#### WHAT YOU SHOULD DO:
Each line from the one containing "pub mod core;" onward, through the end of the entries, is to be transcribed exactly; nothing else is to be included.

#### SUPPLIED DATA:
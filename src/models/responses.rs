use serde::{Deserialize, Serialize};
use crate::models::domain::ScoredExperience;

/// Response for the generate recommendations endpoint
#[derive(Debug, Clone, Serialize, Deserialize)]
pub struct RecommendationsResponse {
    pub recommendations: Vec<ScoredExperience>,
    pub total_candidates: usize,
}

/// Health check response
#[derive(Debug, Clone, Serialize, Deserialize)]
pub struct HealthResponse {
    pub status: String,
    pub version: String,
    pub catalog_size: usize,
    pub timestamp: chrono::DateTime<chrono::Utc>,
}

/// Error response
#[derive(Debug, Clone, Serialize, Deserialize)]
pub struct ErrorResponse {
    pub error: String,
    pub message: String,
    pub status_code: u16,
}

/// Record decision response
#[derive(Debug, Clone, Serialize, Deserialize)]
pub struct RecordDecisionResponse {
    pub success: bool,
    pub event_id: String,
}
//! Memora Recs - personalized experience recommendations for the Memora memory capsule
//!
//! This library ranks a read-only catalog of local experiences for a hotel
//! guest: semantic similarity between the guest's declared preferences and
//! each experience, blended with proximity and partner bonuses, then a
//! diversity-capped selection with a short explanation per pick.

pub mod config;
pub mod core;
pub mod models;
pub mod routes;
pub mod services;

// Re-export commonly used types
pub use core::{cosine_similarity, Recommender, RecommendationResult};
pub use models::{Experience, ScoredExperience, ScoringWeights, SelectionLimits, UserPreferenceProfile};
pub use services::{Catalog, EmbeddingProvider, RecommendationService};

#### REPLY TO THE TASK:
pub mod core;
pub mod models;
pub mod routes;
pub mod services;

// Re-export commonly used types
pub use core::{cosine_similarity, Recommender, RecommendationResult};
pub use models::{Experience, ScoredExperience, ScoringWeights, SelectionLimits, UserPreferenceProfile};
pub use services::{Catalog, EmbeddingProvider, RecommendationService};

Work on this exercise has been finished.